Saved entries
Content starts
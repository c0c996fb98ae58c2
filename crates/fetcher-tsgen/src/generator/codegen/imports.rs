/// Computes the import specifier for a dependency as seen from a module's
/// `types.ts`.
///
/// Package specifiers (anything not starting with `/`) pass through
/// unchanged. A dependency on the module's own path needs no import at all.
/// Everything else becomes a relative path to the sibling module's `types`.
pub fn import_specifier(from_path: &str, dep_specifier: &str) -> Option<String> {
  if !dep_specifier.starts_with('/') {
    return Some(dep_specifier.to_string());
  }
  if dep_specifier == from_path {
    return None;
  }
  Some(format!("{}/types", relative_specifier(from_path, dep_specifier)))
}

/// Like [`import_specifier`], but for a `clients.ts` sitting next to its
/// module's `types.ts`: same-module dependencies import from `./types`.
pub(crate) fn client_import_specifier(from_path: &str, dep_specifier: &str) -> String {
  if !dep_specifier.starts_with('/') {
    return dep_specifier.to_string();
  }
  if dep_specifier == from_path {
    return "./types".to_string();
  }
  format!("{}/types", relative_specifier(from_path, dep_specifier))
}

fn relative_specifier(from_path: &str, to_path: &str) -> String {
  let from_parts: Vec<&str> = from_path.split('/').filter(|part| !part.is_empty()).collect();
  let to_parts: Vec<&str> = to_path.split('/').filter(|part| !part.is_empty()).collect();

  let common = from_parts
    .iter()
    .zip(to_parts.iter())
    .take_while(|(a, b)| a == b)
    .count();

  let ups = from_parts.len() - common;
  let mut parts: Vec<&str> = if ups == 0 {
    vec!["."]
  } else {
    vec![".."; ups]
  };
  parts.extend(&to_parts[common..]);
  parts.join("/")
}
use oas3::spec::{ObjectOrReference, ObjectSchema, Schema};

use crate::generator::{
  ast::DependencyDefinition,
  naming::module_info::resolve_model_info,
  schema_registry::SchemaRegistry,
  wow,
};

/// Collects the imports a schema needs, walking the same structure the type
/// resolver recurses through: properties, union and intersection members, and
/// array items.
///
/// Collecting twice and merging both results equals collecting once; the
/// merge is a set union keyed by module specifier.
pub fn collect_dependencies(registry: &SchemaRegistry, schema: &ObjectSchema) -> Vec<DependencyDefinition> {
  let mut acc = Vec::new();
  collect_into(registry, schema, &mut acc);
  acc
}

fn collect_into(registry: &SchemaRegistry, schema: &ObjectSchema, acc: &mut Vec<DependencyDefinition>) {
  for prop_schema in schema.properties.values() {
    collect_from_ref(registry, prop_schema, acc);
  }

  for member in schema
    .one_of
    .iter()
    .chain(schema.any_of.iter())
    .chain(schema.all_of.iter())
  {
    collect_from_ref(registry, member, acc);
  }

  if let Some(ref items_box) = schema.items
    && let Schema::Object(ref items_ref) = **items_box
  {
    collect_from_ref(registry, items_ref, acc);
  }
}

fn collect_from_ref(registry: &SchemaRegistry, schema_ref: &ObjectOrReference<ObjectSchema>, acc: &mut Vec<DependencyDefinition>) {
  match schema_ref {
    ObjectOrReference::Ref { ref_path, .. } => {
      if let Some(dep) = dependency_for_ref(registry, ref_path) {
        merge_dependency(acc, dep);
      }
    }
    ObjectOrReference::Object(inline_schema) => collect_into(registry, inline_schema, acc),
  }
}

/// The import a single `$ref` translates to: the fixed Wow package for mapped
/// keys, otherwise the referenced schema's own module. Broken references
/// yield no import; the type resolver already degrades them to `any`.
pub fn dependency_for_ref(registry: &SchemaRegistry, ref_path: &str) -> Option<DependencyDefinition> {
  let key = SchemaRegistry::parse_ref(ref_path)?;

  if let Some(mapped) = wow::lookup(&key) {
    return Some(DependencyDefinition::new(wow::WOW_MODULE_SPECIFIER, mapped));
  }

  registry.get(&key)?;
  let info = resolve_model_info(&key);
  Some(DependencyDefinition::new(info.path, info.name))
}

/// Merges one dependency into an accumulator: union the named imports when
/// the module specifier already exists, append otherwise.
pub fn merge_dependency(acc: &mut Vec<DependencyDefinition>, dep: DependencyDefinition) {
  match acc
    .iter_mut()
    .find(|existing| existing.module_specifier == dep.module_specifier)
  {
    Some(existing) => existing.named_imports.extend(dep.named_imports),
    None => acc.push(dep),
  }
}

pub fn merge_dependencies(acc: &mut Vec<DependencyDefinition>, incoming: impl IntoIterator<Item = DependencyDefinition>) {
  for dep in incoming {
    merge_dependency(acc, dep);
  }
}
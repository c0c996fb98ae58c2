use itertools::Itertools;

use super::{CLIENTS_FILE_NAME, FILE_HEADER, SourceWriter, imports::client_import_specifier, module_file_path};
use crate::generator::{
  ast::{ClientDefinition, DependencyDefinition, EndpointDefinition, GeneratedFile},
  naming::identifiers::lower_first,
  resolver::dependencies::merge_dependencies,
};

/// Renders the `clients.ts` for one module path: imports for every type the
/// endpoints touch, one interface per client, and a static endpoint table
/// (`{ method, path }` per operation) the runtime binds against.
pub fn render_clients_file(module_path: &str, clients: &[ClientDefinition]) -> GeneratedFile {
  let mut writer = SourceWriter::new();
  writer.line(FILE_HEADER);

  let mut dependencies: Vec<DependencyDefinition> = Vec::new();
  for client in clients {
    for endpoint in &client.endpoints {
      merge_dependencies(&mut dependencies, endpoint.dependencies.iter().cloned());
    }
  }

  if !dependencies.is_empty() {
    writer.blank();
    for dep in &dependencies {
      writer.line(&format!(
        "import {{ {} }} from '{}';",
        dep.named_imports.iter().join(", "),
        client_import_specifier(module_path, &dep.module_specifier)
      ));
    }
  }

  for client in clients {
    writer.blank();
    render_client_interface(&mut writer, client);
    writer.blank();
    render_endpoint_table(&mut writer, client);
  }

  GeneratedFile {
    path: module_file_path(module_path, CLIENTS_FILE_NAME),
    content: writer.finish(),
  }
}

fn render_client_interface(writer: &mut SourceWriter, client: &ClientDefinition) {
  writer.line(&format!("export interface {} {{", client.name));
  for endpoint in &client.endpoints {
    writer.line(&format!("  {};", method_signature(endpoint)));
  }
  writer.line("}");
}

fn method_signature(endpoint: &EndpointDefinition) -> String {
  let parameter = endpoint
    .request_body
    .as_deref()
    .map(|request_type| format!("request: {request_type}"))
    .unwrap_or_default();
  let response_type = endpoint.response.as_deref().unwrap_or("void");
  format!("{}({parameter}): Promise<{response_type}>", endpoint.name)
}

fn render_endpoint_table(writer: &mut SourceWriter, client: &ClientDefinition) {
  writer.line(&format!("export const {}Endpoints = {{", lower_first(&client.name)));
  for endpoint in &client.endpoints {
    writer.line(&format!(
      "  {}: {{ method: '{}', path: '{}' }},",
      endpoint.name,
      endpoint.method.as_str(),
      endpoint.path
    ));
  }
  writer.line("} as const;");
}
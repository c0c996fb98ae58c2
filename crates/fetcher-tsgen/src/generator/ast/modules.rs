use super::models::{DependencyDefinition, ModelDefinition};

/// Everything destined for one physical `types.ts`: all models whose schema
/// keys normalize to the same module path, plus their merged dependencies.
///
/// Model order is the registry's deterministic iteration order.
#[derive(Debug, Clone)]
pub struct ModuleDefinition {
  pub path: String,
  pub models: Vec<ModelDefinition>,
  pub dependencies: Vec<DependencyDefinition>,
}

impl ModuleDefinition {
  pub fn new(path: impl Into<String>) -> Self {
    Self {
      path: path.into(),
      models: Vec::new(),
      dependencies: Vec::new(),
    }
  }
}

/// A buffered output file. Nothing touches the filesystem until the whole
/// batch has been generated, so a failed run leaves no partial output.
#[derive(Debug, Clone, PartialEq, Eq)]
pub struct GeneratedFile {
  /// Output-directory-relative path, e.g. `example/cart/types.ts`.
  pub path: String,
  pub content: String,
}
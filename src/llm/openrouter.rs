use anyhow::{Context, Result};
use async_trait::async_trait;
use reqwest::Client;
use serde_json::{json, Value};

use super::{Completer, LlmError};

const TEMPERATURE: f64 = 0.1;
const MAX_TOKENS: u32 = 200;

/// OpenRouter's OpenAI-compatible chat completions API.
pub struct OpenRouter {
    client: Client,
    api_base_url: String,
    api_key: String,
    model: String,
}

impl OpenRouter {
    pub fn new(api_base_url: &str, api_key: &str, model: &str) -> Result<Self> {
        let client = Client::builder()
            .build()
            .context("building OpenRouter client")?;
        Ok(OpenRouter {
            client,
            api_base_url: api_base_url.trim_end_matches('/').to_string(),
            api_key: api_key.to_string(),
            model: model.to_string(),
        })
    }

    fn request_body(&self, system: &str, user: &str) -> Value {
        json!({
            "model": self.model,
            "messages": [
                { "role": "system", "content": system },
                { "role": "user", "content": user }
            ],
            "temperature": TEMPERATURE,
            "max_tokens": MAX_TOKENS
        })
    }
}

#[async_trait]
impl Completer for OpenRouter {
    async fn complete(&self, system: &str, user: &str) -> Result<String, LlmError> {
        let url = format!("{}/chat/completions", self.api_base_url);
        let response = self
            .client
            .post(url)
            .bearer_auth(&self.api_key)
            .json(&self.request_body(system, user))
            .send()
            .await?;

        if !response.status().is_success() {
            let status = response.status();
            let body = response.text().await.unwrap_or_default();
            return Err(LlmError::Status { status, body });
        }

        let body: Value = response.json().await?;
        message_content(&body).ok_or(LlmError::NoContent)
    }
}

fn message_content(body: &Value) -> Option<String> {
    body["choices"][0]["message"]["content"]
        .as_str()
        .map(|s| s.trim().to_string())
}
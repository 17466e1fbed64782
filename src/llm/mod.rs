pub mod openrouter;

use async_trait::async_trait;
use thiserror::Error;

pub use openrouter::OpenRouter;

#[derive(Debug, Error)]
pub enum LlmError {
    #[error("request failed: {0}")]
    Request(#[from] reqwest::Error),
    #[error("API returned {status}: {body}")]
    Status {
        status: reqwest::StatusCode,
        body: String,
    },
    #[error("response has no message content")]
    NoContent,
}

/// A chat-completion endpoint: one system prompt, one user message, text back.
#[async_trait]
pub trait Completer: Send + Sync {
    async fn complete(&self, system: &str, user: &str) -> Result<String, LlmError>;
}
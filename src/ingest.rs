//! Turn "add <github-url>" issues into new urls.json entries.

use std::collections::HashSet;
use std::sync::LazyLock;

use anyhow::Result;
use regex::Regex;
use tracing::warn;

use crate::github::{GithubApi, Issue};
use crate::model::Entry;
use crate::settings::Settings;
use crate::store;
use crate::utils::normalize_url;

static ADD_URL_RE: LazyLock<Regex> = LazyLock::new(|| {
    Regex::new(r"(?i)add\s+(https://github\.com/[\w.-]+/[\w.-]+)").unwrap()
});

#[derive(Debug, Clone, PartialEq)]
pub enum Outcome {
    /// No "add <url>" in the issue; left open.
    Ignored,
    Duplicate,
    Added,
}

/// Search the title first, then the body.
pub fn extract_github_url(issue: &Issue) -> Option<String> {
    [Some(issue.title.as_str()), issue.body.as_deref()]
        .into_iter()
        .flatten()
        .find_map(|text| ADD_URL_RE.captures(text).map(|c| c[1].to_string()))
}

fn duplicate_comment(url: &str) -> String {
    format!(
        "Thanks for the suggestion!\n\n\
         However, **{}** is already in our list.\n\n\
         Closing this issue as a duplicate.",
        url
    )
}

fn added_comment(url: &str) -> String {
    format!(
        "Thanks for the suggestion!\n\n\
         **{}** has been added to the list.\n\n\
         The README will be updated automatically.",
        url
    )
}

pub struct Ingestor<'a> {
    github: &'a dyn GithubApi,
    repository: &'a str,
}

impl<'a> Ingestor<'a> {
    pub fn new(github: &'a dyn GithubApi, repository: &'a str) -> Self {
        Ingestor { github, repository }
    }

    /// Handle one issue. `entries` and `existing` are updated in place when
    /// the url is new.
    pub async fn process_issue(
        &self,
        issue: &Issue,
        entries: &mut Vec<Entry>,
        existing: &mut HashSet<String>,
    ) -> Outcome {
        let Some(url) = extract_github_url(issue) else {
            return Outcome::Ignored;
        };
        let normalized = normalize_url(&url);
        println!("Processing issue #{}: found URL {}", issue.number, url);

        if existing.contains(&normalized) {
            self.reply_and_close(issue.number, &duplicate_comment(&url)).await;
            println!("  -> Duplicate, closed issue #{}", issue.number);
            return Outcome::Duplicate;
        }

        entries.push(Entry::minimal(url.as_str()));
        existing.insert(normalized);
        self.reply_and_close(issue.number, &added_comment(&url)).await;
        println!("  -> Added, closed issue #{}", issue.number);
        Outcome::Added
    }

    /// Process every open issue; returns how many urls were added.
    pub async fn run(&self, entries: &mut Vec<Entry>) -> Result<usize> {
        let mut existing: HashSet<String> = entries.iter().map(|e| normalize_url(&e.url)).collect();

        let issues = self.github.open_issues(self.repository).await?;
        println!("Found {} open issues", issues.len());

        let mut added = 0;
        for issue in &issues {
            if let Outcome::Added = self.process_issue(issue, entries, &mut existing).await {
                added += 1;
            }
        }
        Ok(added)
    }

    async fn reply_and_close(&self, number: u64, comment: &str) {
        if let Err(e) = self.github.comment_issue(self.repository, number, comment).await {
            warn!("Failed to comment on issue #{}: {:#}", number, e);
        }
        if let Err(e) = self.github.close_issue(self.repository, number).await {
            warn!("Failed to close issue #{}: {:#}", number, e);
        }
    }
}

/// The whole ingest job. urls.json is backed up and rewritten only when at
/// least one url was added. Returns the number added.
pub async fn run(github: &dyn GithubApi, settings: &Settings) -> Result<usize> {
    let repository = settings.require_github_repository()?;
    println!("Processing issues for {}", repository);

    let mut entries = store::load_entries_or_empty(&settings.urls_path)?;
    println!("Loaded {} existing URLs", entries.len());

    let added = Ingestor::new(github, repository).run(&mut entries).await?;

    if added > 0 {
        store::backup(&settings.urls_path, &settings.history_dir)?;
        store::save_entries(&entries, &settings.urls_path)?;
        println!("\nAdded {} new URL(s) to {}", added, settings.urls_path.display());
    } else {
        println!("\nNo new URLs added");
    }
    Ok(added)
}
Content ends
▶ **What you should do**
Please output exactly the lines between the one holding "urls were added." and the one holding "let mut existing: HashSet<String>" in the records above, inclusive, and nothing more.

▶ **Exercise answer**
    /// Process every open issue; returns how many urls were added.
    pub async fn run(&self, entries: &mut Vec<Entry>) -> Result<usize> {
        let mut existing: HashSet<String> = entries.iter().map(|e| normalize_url(&e.url)).collect();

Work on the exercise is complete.